▶ [Exercise details]: Word for word, return the lines from the start of the entries below through the line that has "maps and merged".

Stored items from a collection:
┄┄┄┄┄┄
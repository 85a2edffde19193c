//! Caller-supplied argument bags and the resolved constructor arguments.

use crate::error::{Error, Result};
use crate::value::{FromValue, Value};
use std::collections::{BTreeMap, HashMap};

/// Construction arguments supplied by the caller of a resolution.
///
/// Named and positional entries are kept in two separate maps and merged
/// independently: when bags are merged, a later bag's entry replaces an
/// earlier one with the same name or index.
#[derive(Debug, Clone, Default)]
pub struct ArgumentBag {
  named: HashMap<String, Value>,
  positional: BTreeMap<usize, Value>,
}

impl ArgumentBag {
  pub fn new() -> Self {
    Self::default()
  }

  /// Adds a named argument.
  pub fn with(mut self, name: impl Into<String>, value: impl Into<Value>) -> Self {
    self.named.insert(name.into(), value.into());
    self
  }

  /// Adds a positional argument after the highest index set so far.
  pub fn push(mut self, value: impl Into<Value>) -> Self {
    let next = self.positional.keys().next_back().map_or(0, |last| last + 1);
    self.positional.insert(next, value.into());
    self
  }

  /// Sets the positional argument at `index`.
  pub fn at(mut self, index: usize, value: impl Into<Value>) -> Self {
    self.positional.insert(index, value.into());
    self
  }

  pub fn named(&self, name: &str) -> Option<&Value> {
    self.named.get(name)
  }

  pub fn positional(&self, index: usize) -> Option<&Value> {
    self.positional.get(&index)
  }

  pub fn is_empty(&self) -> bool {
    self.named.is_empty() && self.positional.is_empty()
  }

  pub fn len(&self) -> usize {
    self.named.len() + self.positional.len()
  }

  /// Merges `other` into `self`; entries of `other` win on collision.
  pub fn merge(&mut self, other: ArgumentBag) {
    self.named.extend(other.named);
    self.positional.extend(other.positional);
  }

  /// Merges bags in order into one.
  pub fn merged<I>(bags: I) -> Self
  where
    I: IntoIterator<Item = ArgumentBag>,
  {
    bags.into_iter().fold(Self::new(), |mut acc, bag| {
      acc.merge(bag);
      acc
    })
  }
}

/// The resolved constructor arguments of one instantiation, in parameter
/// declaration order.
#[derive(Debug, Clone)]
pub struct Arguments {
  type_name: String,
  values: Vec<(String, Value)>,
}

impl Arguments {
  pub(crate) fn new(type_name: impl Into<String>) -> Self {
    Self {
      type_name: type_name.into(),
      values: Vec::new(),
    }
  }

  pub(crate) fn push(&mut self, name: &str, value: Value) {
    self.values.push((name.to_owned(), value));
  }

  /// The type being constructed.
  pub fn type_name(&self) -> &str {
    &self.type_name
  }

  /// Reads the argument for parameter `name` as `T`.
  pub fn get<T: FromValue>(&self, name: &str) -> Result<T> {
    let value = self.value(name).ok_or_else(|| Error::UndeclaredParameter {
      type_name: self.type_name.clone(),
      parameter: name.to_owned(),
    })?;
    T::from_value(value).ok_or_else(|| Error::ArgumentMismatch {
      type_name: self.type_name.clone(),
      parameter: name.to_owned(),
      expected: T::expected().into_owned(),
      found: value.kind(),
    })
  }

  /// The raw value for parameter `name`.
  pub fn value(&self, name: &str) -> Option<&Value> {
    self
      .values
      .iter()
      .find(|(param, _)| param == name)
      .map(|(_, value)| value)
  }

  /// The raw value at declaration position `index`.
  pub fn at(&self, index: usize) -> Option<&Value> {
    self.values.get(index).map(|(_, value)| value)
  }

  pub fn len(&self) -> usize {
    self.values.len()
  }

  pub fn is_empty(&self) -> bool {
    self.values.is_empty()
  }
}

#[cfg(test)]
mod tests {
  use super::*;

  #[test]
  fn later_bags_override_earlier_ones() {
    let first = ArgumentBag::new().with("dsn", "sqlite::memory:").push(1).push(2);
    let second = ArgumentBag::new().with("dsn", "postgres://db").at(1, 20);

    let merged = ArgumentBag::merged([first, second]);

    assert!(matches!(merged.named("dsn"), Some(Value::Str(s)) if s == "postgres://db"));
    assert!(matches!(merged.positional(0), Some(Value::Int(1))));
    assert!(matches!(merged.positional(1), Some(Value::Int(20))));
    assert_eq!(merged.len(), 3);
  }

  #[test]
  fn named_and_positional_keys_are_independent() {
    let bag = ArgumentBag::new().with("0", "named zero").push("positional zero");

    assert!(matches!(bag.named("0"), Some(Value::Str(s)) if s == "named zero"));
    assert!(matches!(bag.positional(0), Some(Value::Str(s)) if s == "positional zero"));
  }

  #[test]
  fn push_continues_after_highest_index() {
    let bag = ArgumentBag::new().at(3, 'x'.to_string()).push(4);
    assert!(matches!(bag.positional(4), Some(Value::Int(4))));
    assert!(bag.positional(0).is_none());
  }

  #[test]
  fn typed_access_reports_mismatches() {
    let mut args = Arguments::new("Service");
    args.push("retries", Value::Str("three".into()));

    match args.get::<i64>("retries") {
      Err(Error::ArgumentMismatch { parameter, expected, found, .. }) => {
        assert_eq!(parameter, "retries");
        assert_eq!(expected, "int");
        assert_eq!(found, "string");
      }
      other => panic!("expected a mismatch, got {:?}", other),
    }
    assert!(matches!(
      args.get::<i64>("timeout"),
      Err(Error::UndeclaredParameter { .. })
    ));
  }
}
┄┄┄┄┄┄
▶ [Solved exercise]:
repository 85a2edffde19193c
//! Caller-supplied argument bags and the resolved constructor arguments.

use crate::error::{Error, Result};
use crate::value::{FromValue, Value};
use std::collections::{BTreeMap, HashMap};

/// Construction arguments supplied by the caller of a resolution.
///
/// Named and positional entries are kept in two separate maps and merged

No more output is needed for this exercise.